The term “base” or the phrases “base ingredient” or “base composition” refer to a composition produced when a “starter culture” has been inoculated into or onto a medium that provides the necessary nutrient-rich environment where the “live yeast” and/or “live bacteria” of the “starter culture” is processed and/or grown in order to result in a larger culture. The base composition of the present disclosure comprises, consists essentially of, or consists of the starter culture before or after the fermentation process (e.g., pre-fermentation or post-fermentation), as described herein. To produce the “base composition, the “starter culture” may be inoculated onto a solid medium or liquid medium. An illustrative solid medium may include a piece of fruit.

The medium upon which the “starter culture” is inoculated may also be a liquid, such as water. An illustrative liquid medium of the present disclosure is sugar water, juice, or syrup (e.g., fruit and/or vegetable juice or syrup). In one embodiment, the liquid medium may comprise, consist essentially of, or consist of a carbon source.

The carbon source of the liquid medium may include, but is not limited to a disaccharide sugar or a monosaccharide sugar. An illustrative disaccharide sugar of the present disclosure includes, but is not limited to sucrose. An illustrative monosaccharide sugar of the present disclosure includes, but is not limited to glucose, fructose, or combinations thereof.

In the same or a different embodiment as that comprising a carbon, the liquid medium of the may also comprise, consist essentially of, or consist of a nitrogen source. Illustrative embodiments of nitrogen sources of the present disclosure include, but are not limited to a form of nutritive yeast and/or a yeast extract.

In addition to the carbon and nitrogen sources, the starter culture of the present disclosure may further comprise a mineral source. An illustrative mineral source of the present disclosure includes, but is not limited to a form of nutritive minerals, such as crude minerals or refined minerals.

Once inoculated into the medium, the “starter culture” may be metabolized and/or processed, such as by the process of fermentation. Generally, “fermentation” refers to the general process by which microorganisms (e.g., yeast and/or bacteria) are grown on a growth medium.
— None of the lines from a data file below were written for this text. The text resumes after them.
//! Single-image reading pipeline
//!
//! Load -> slice -> preprocess -> predict -> aggregate. Both fatal
//! preconditions (model artifact, test image) are checked before any slicing
//! occurs; a missing one aborts with no partial output. Slice order is the
//! geometric left-to-right order from the slicer and is never re-sorted.

use std::path::{Path, PathBuf};

use burn::tensor::backend::Backend;
use tracing::info;

use super::predictor::{Predictor, ReadingResult};
use crate::dataset::batcher::stack_slices;
use crate::dataset::labels::SourceName;
use crate::dataset::sample::preprocess;
use crate::dataset::slicer::{persist_slices, slice_image, SliceSpec};
use crate::utils::error::{DigitstripError, Result};

/// Configuration for the reading pipeline
#[derive(Debug, Clone)]
pub struct ReaderConfig {
    /// Model artifact path (recorder extension added on load)
    pub model_path: PathBuf,
    /// Folder for the persisted slice files
    pub slice_dir: PathBuf,
    /// Crop geometry
    pub spec: SliceSpec,
}

impl ReaderConfig {
    /// Create a reader configuration with default geometry
    pub fn new(model_path: impl Into<PathBuf>, slice_dir: impl Into<PathBuf>) -> Self {
        Self {
            model_path: model_path.into(),
            slice_dir: slice_dir.into(),
            spec: SliceSpec::default(),
        }
    }
}

/// Read the number from a single source image with a trained model.
///
/// Returns the predicted digit string with per-slice confidences. The slices
/// are persisted to the configured folder, mirroring the training pipeline.
pub fn read_number<B: Backend>(
    image_path: &Path,
    config: &ReaderConfig,
    device: &B::Device,
) -> Result<ReadingResult> {
    // Fatal preconditions, checked before any slicing.
    let predictor = Predictor::<B>::from_artifact(&config.model_path, device.clone())?;
    if !image_path.exists() {
        return Err(DigitstripError::MissingSource(image_path.to_path_buf()));
    }

    let image = image::open(image_path)
        .map_err(|e| DigitstripError::ImageLoad(image_path.to_path_buf(), e.to_string()))?;

    let file_name = image_path
        .file_name()
        .and_then(|n| n.to_str())
        .unwrap_or_default();
    let name =
        SourceName::parse(file_name).unwrap_or_else(|_| SourceName::fallback(file_name));

    let slices = slice_image(&image, &config.spec, &name)?;
    persist_slices(&slices, &config.slice_dir)?;
    info!("Image split into {} slices", slices.len());

    let buffers: Vec<Vec<f32>> = slices.iter().map(|s| preprocess(&s.image)).collect();
    let images = stack_slices::<B>(&buffers, device);

    let digits = predictor.predict(images);
    let number: String = digits.iter().map(|p| char::from(b'0' + p.digit)).collect();

    Ok(ReadingResult {
        image_path: image_path.to_path_buf(),
        number,
        digits,
    })
}
//! CNN architecture for digit classification
//!
//! A small convolutional network over 28x28 single-channel inputs:
//! two valid-padding convolution stages with 2x2 max pooling, a hidden dense
//! layer, and a 10-way output head. Small enough for CPU training at a few
//! samples per incremental step.

use burn::{
    config::Config,
    module::Module,
    nn::{
        conv::{Conv2d, Conv2dConfig},
        pool::{MaxPool2d, MaxPool2dConfig},
        Linear, LinearConfig, Relu,
    },
    tensor::{backend::Backend, Tensor},
};

/// Configuration for the digit classifier CNN
#[derive(Config, Debug)]
pub struct DigitClassifierConfig {
    /// Number of output classes
    #[config(default = "10")]
    pub num_classes: usize,

    /// Input sample side length (assumes square samples)
    #[config(default = "28")]
    pub input_size: usize,

    /// Number of input channels (1 for grayscale)
    #[config(default = "1")]
    pub in_channels: usize,

    /// Filters in the first convolution stage (doubled in the second)
    #[config(default = "32")]
    pub base_filters: usize,

    /// Units in the hidden dense layer
    #[config(default = "128")]
    pub hidden_units: usize,
}

impl DigitClassifierConfig {
    /// Feature count after both conv+pool stages, for the first dense layer.
    ///
    /// Each stage is a 3x3 valid-padding convolution (side - 2) followed by a
    /// 2x2 max pool (side / 2).
    pub fn flattened_features(&self) -> usize {
        let after_stage1 = (self.input_size - 2) / 2;
        let after_stage2 = (after_stage1 - 2) / 2;
        self.base_filters * 2 * after_stage2 * after_stage2
    }
}

/// Digit classifier CNN
///
/// Architecture:
/// - Conv 3x3 (base filters) -> ReLU -> MaxPool 2x2
/// - Conv 3x3 (2x base filters) -> ReLU -> MaxPool 2x2
/// - Flatten -> Dense (hidden units) -> ReLU -> Dense (classes)
#[derive(Module, Debug)]
pub struct DigitClassifier<B: Backend> {
    conv1: Conv2d<B>,
    pool1: MaxPool2d,
    conv2: Conv2d<B>,
    pool2: MaxPool2d,
    fc1: Linear<B>,
    fc2: Linear<B>,
    relu: Relu,

    num_classes: usize,
}

impl<B: Backend> DigitClassifier<B> {
    /// Create a new classifier from configuration
    pub fn new(config: &DigitClassifierConfig, device: &B::Device) -> Self {
        let conv1 =
            Conv2dConfig::new([config.in_channels, config.base_filters], [3, 3]).init(device);
        let pool1 = MaxPool2dConfig::new([2, 2]).with_strides([2, 2]).init();

        let conv2 =
            Conv2dConfig::new([config.base_filters, config.base_filters * 2], [3, 3]).init(device);
        let pool2 = MaxPool2dConfig::new([2, 2]).with_strides([2, 2]).init();

        let fc1 = LinearConfig::new(config.flattened_features(), config.hidden_units).init(device);
        let fc2 = LinearConfig::new(config.hidden_units, config.num_classes).init(device);

        Self {
            conv1,
            pool1,
            conv2,
            pool2,
            fc1,
            fc2,
            relu: Relu::new(),
            num_classes: config.num_classes,
        }
    }

    /// Forward pass through the network
    ///
    /// # Arguments
    /// * `x` - Input tensor of shape [batch_size, 1, height, width]
    ///
    /// # Returns
    /// * Logits tensor of shape [batch_size, num_classes]
    pub fn forward(&self, x: Tensor<B, 4>) -> Tensor<B, 2> {
        let x = self.pool1.forward(self.relu.forward(self.conv1.forward(x)));
        let x = self.pool2.forward(self.relu.forward(self.conv2.forward(x)));

        // Flatten: [B, C, H, W] -> [B, C*H*W]
        let [batch_size, channels, height, width] = x.dims();
        let x = x.reshape([batch_size, channels * height * width]);

        let x = self.relu.forward(self.fc1.forward(x));
        self.fc2.forward(x)
    }

    /// Forward pass with softmax for inference
    pub fn forward_softmax(&self, x: Tensor<B, 4>) -> Tensor<B, 2> {
        let logits = self.forward(x);
        burn::tensor::activation::softmax(logits, 1)
    }

    /// Get the number of output classes
    pub fn num_classes(&self) -> usize {
        self.num_classes
    }
}

#[cfg(test)]
mod tests {
    use super::*;

    type TestBackend = burn::backend::NdArray;

    #[test]
    fn test_flattened_features() {
        // 28 -> 26 -> 13 -> 11 -> 5; 64 filters * 5 * 5
        let config = DigitClassifierConfig::new();
        assert_eq!(config.flattened_features(), 1600);
    }

    #[test]
    fn test_output_shape() {
        let device = Default::default();
        let config = DigitClassifierConfig::new();
        let model = DigitClassifier::<TestBackend>::new(&config, &device);

        let input = Tensor::<TestBackend, 4>::zeros([2, 1, 28, 28], &device);
        let output = model.forward(input);

        assert_eq!(output.dims(), [2, 10]);
    }

    #[test]
    fn test_softmax_rows_sum_to_one() {
        let device = Default::default();
        let config = DigitClassifierConfig::new();
        let model = DigitClassifier::<TestBackend>::new(&config, &device);

        let input = Tensor::<TestBackend, 4>::zeros([1, 1, 28, 28], &device);
        let probs: Vec<f32> = model.forward_softmax(input).into_data().to_vec().unwrap();

        assert_eq!(probs.len(), 10);
        let sum: f32 = probs.iter().sum();
        assert!((sum - 1.0).abs() < 1e-4);
        assert!(probs.iter().all(|&p| p >= 0.0));
    }
}
//! Dataset module for digit strip data handling
//!
//! This module provides:
//! - Fixed-geometry slicing of source images into digit cells
//! - Label derivation from encoded filenames or an explicit manifest
//! - Sample preprocessing into the classifier's input shape
//! - Batch assembly for incremental training steps
//!
//! ## Source layout
//!
//! A source folder is flat: one image per numeral strip, named
//! `{date}_{time}_{digits}.{ext}`. There are no class subdirectories; the
//! label channel is the filename (or the manifest overriding it).

use std::path::{Path, PathBuf};

use colored::Colorize;
use serde::{Deserialize, Serialize};
use walkdir::WalkDir;

use crate::utils::error::{DigitstripError, Result};

pub mod batcher;
pub mod labels;
pub mod sample;
pub mod slicer;

// Re-export main types for convenience
pub use batcher::{stack_slices, SliceBatch, SliceBatcher};
pub use labels::{extract_trailing_digit_run, LabelManifest, SliceLabel, SourceName};
pub use sample::{preprocess, SliceSample};
pub use slicer::{persist_slices, slice_image, Slice, SliceBand, SliceSpec};

/// File extensions accepted as source images
pub const IMAGE_EXTENSIONS: [&str; 4] = ["jpg", "jpeg", "png", "bmp"];

/// Enumerate the source images in a folder, sorted by path for a
/// deterministic processing order.
pub fn scan_source_images(dir: &Path) -> Result<Vec<PathBuf>> {
    if !dir.exists() {
        return Err(DigitstripError::MissingSource(dir.to_path_buf()));
    }

    let mut paths: Vec<PathBuf> = WalkDir::new(dir)
        .min_depth(1)
        .max_depth(1)
        .into_iter()
        .filter_map(|e| e.ok())
        .map(|e| e.into_path())
        .filter(|path| {
            path.extension()
                .map(|ext| {
                    let ext = ext.to_string_lossy().to_lowercase();
                    IMAGE_EXTENSIONS.contains(&ext.as_str())
                })
                .unwrap_or(false)
        })
        .collect();
    paths.sort();

    Ok(paths)
}

/// Statistics about a source folder
#[derive(Debug, Clone, Default, Serialize, Deserialize)]
pub struct DatasetStats {
    pub total_images: usize,
    /// Filenames following the `{date}_{time}_{digits}` convention
    pub well_formed: usize,
    /// Filenames that will fall back to positional slice labels
    pub malformed: usize,
    /// Occurrences of each digit across well-formed digit strings
    pub digit_counts: [usize; 10],
}

impl DatasetStats {
    /// Gather statistics from a list of source image paths
    pub fn from_paths(paths: &[PathBuf]) -> Self {
        let mut stats = Self::default();

        for path in paths {
            stats.total_images += 1;
            let file_name = path
                .file_name()
                .and_then(|n| n.to_str())
                .unwrap_or_default();

            match SourceName::parse(file_name) {
                Ok(name) => {
                    stats.well_formed += 1;
                    for c in name.digits.chars().filter(char::is_ascii_digit) {
                        stats.digit_counts[(c as u8 - b'0') as usize] += 1;
                    }
                }
                Err(_) => stats.malformed += 1,
            }
        }

        stats
    }

    /// Print statistics to console
    pub fn print(&self) {
        println!("\n📊 Dataset statistics:");
        println!("  Total images: {}", self.total_images);
        println!("  Labeled filenames: {}", self.well_formed);
        if self.malformed > 0 {
            println!(
                "  {} {}",
                "Fallback filenames:".yellow(),
                self.malformed
            );
        }

        println!("\n  Digit occurrences:");
        let max = self.digit_counts.iter().max().copied().unwrap_or(0).max(1);
        for (digit, &count) in self.digit_counts.iter().enumerate() {
            let bar_len = count * 40 / max;
            let bar: String = "█".repeat(bar_len);
            println!("    {}: {:5} {}", digit, count, bar);
        }
    }
}

#[cfg(test)]
mod tests {
    use super::*;

    #[test]
    fn test_scan_filters_and_sorts() {
        let dir = tempfile::tempdir().unwrap();
        for name in [
            "20250219_082720_97919.jpg",
            "20250218_070101_12345.png",
            "notes.txt",
        ] {
            std::fs::write(dir.path().join(name), b"stub").unwrap();
        }

        let paths = scan_source_images(dir.path()).unwrap();
        let names: Vec<&str> = paths
            .iter()
            .map(|p| p.file_name().unwrap().to_str().unwrap())
            .collect();

        assert_eq!(
            names,
            vec!["20250218_070101_12345.png", "20250219_082720_97919.jpg"]
        );
    }

    #[test]
    fn test_scan_missing_dir() {
        let dir = tempfile::tempdir().unwrap();
        let missing = dir.path().join("nope");
        assert!(matches!(
            scan_source_images(&missing),
            Err(DigitstripError::MissingSource(_))
        ));
    }

    #[test]
    fn test_stats_counts() {
        let paths = vec![
            PathBuf::from("20250219_082720_97919.jpg"),
            PathBuf::from("snapshot.jpg"),
        ];
        let stats = DatasetStats::from_paths(&paths);

        assert_eq!(stats.total_images, 2);
        assert_eq!(stats.well_formed, 1);
        assert_eq!(stats.malformed, 1);
        assert_eq!(stats.digit_counts[9], 3);
        assert_eq!(stats.digit_counts[7], 1);
        assert_eq!(stats.digit_counts[1], 1);
        assert_eq!(stats.digit_counts[0], 0);
    }
}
Fermentation typically occurs under “anaerobic conditions” in the environment and/or atmosphere, and often produces a specific chemical compound and/or product at the end of the process. Notably, fermentation of the “starter culture” of the present disclosure typically produces an exemplary “base composition” or “base ingredient” of the present disclosure.

In the present disclosure, the term “fermentation” generally refers to the metabolic process where carbohydrates, such as sugars, are metabolized by “live yeasts” and/or “live bacteria” and converted into acids, gases, and/or alcohols. For example, fermentation of sugar by “live yeasts” often results in the formation of alcohols, such as ethanol. “Live bacteria,” excluding heterofermentative “live bacteria,” are generally unable to metabolize sugars in a way that converts the sugars to ethanol. However, homofermentative “live bacteria” are able to convert sugar to acid, rather than alcohol, and may also be comprised in the “base composition” or “base ingredient” of the present disclosure. Illustrative acids produced by the homofermentative conversion of sugar by “live bacteria” include, but are not limited to lactic acid, acetic acid, gluconic acid, citric acid, succinic acid, and others.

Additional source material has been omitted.